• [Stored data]
=== Begin Enclosure ===

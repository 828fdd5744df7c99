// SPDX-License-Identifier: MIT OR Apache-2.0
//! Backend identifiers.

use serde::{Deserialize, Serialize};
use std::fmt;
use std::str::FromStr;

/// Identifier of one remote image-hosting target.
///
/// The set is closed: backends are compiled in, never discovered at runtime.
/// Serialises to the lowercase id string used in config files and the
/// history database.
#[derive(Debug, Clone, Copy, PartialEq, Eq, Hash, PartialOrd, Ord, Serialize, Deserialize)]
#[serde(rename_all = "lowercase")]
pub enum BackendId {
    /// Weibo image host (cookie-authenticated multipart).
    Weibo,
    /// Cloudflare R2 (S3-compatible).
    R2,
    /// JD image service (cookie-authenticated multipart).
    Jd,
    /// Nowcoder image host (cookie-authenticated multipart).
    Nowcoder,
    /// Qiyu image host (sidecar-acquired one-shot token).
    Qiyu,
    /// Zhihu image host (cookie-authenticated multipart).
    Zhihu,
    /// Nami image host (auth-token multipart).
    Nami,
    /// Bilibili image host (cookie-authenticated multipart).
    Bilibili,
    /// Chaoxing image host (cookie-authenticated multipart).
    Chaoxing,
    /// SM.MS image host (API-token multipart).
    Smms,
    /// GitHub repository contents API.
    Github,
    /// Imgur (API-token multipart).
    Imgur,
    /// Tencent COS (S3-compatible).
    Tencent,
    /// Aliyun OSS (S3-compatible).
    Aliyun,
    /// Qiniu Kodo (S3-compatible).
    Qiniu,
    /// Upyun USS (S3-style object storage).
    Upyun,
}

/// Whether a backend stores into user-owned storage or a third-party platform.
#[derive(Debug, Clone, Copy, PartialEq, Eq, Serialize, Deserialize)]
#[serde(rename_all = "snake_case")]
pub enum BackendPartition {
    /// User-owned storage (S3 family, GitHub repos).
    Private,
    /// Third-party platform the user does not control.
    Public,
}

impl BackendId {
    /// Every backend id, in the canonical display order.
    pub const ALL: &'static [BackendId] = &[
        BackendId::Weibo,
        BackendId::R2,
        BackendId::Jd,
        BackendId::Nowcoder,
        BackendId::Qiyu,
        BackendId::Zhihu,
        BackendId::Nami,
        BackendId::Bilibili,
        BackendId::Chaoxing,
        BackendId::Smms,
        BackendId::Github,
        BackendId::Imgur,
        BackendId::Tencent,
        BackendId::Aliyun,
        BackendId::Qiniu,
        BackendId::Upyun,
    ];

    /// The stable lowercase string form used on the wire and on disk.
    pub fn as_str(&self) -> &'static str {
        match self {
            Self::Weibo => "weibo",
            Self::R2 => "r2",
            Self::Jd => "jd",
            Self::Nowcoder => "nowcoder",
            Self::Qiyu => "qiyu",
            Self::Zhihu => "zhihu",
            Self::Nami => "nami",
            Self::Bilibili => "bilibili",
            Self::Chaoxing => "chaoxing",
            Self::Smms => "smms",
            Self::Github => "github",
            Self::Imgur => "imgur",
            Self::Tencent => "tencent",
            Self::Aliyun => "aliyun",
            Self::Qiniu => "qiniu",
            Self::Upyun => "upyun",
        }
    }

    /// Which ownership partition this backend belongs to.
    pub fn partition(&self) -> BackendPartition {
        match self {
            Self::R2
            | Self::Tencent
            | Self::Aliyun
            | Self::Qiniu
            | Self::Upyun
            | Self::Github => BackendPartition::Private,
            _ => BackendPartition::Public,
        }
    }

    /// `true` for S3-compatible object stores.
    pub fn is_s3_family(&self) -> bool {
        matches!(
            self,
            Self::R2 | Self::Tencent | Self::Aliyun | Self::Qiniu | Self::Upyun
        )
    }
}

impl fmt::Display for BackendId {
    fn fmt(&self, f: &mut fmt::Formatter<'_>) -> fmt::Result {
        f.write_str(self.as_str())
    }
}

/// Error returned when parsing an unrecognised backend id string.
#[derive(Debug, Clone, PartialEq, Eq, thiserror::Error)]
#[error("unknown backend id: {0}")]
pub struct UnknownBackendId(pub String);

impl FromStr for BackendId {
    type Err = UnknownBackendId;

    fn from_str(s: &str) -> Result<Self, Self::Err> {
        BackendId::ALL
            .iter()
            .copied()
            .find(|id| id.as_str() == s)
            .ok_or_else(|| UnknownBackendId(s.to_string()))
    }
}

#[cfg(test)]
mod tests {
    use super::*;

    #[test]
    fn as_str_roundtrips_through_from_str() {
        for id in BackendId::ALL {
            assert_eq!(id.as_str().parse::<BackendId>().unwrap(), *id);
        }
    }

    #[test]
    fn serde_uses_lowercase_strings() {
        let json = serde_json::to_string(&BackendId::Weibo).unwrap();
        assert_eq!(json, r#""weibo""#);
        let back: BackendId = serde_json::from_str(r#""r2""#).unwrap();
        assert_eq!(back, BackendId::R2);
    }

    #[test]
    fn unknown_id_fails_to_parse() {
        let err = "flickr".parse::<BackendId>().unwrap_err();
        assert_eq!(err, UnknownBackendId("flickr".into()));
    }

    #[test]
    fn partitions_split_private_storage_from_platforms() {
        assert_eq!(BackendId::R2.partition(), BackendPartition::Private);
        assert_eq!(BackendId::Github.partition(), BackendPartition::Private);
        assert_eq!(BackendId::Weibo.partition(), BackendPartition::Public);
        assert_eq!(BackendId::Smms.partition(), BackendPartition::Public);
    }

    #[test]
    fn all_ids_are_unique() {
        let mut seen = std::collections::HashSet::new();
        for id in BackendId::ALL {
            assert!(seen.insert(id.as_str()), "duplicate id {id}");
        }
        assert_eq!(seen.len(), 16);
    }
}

=== End Enclosure ===

• [What to work on]
If a line in the records contains the string "PartialEq", copy it out.

• [Reply to the exercise]
#[derive(Debug, Clone, Copy, PartialEq, Eq, Hash, PartialOrd, Ord, Serialize, Deserialize)]
#[derive(Debug, Clone, Copy, PartialEq, Eq, Serialize, Deserialize)]
#[derive(Debug, Clone, PartialEq, Eq, thiserror::Error)]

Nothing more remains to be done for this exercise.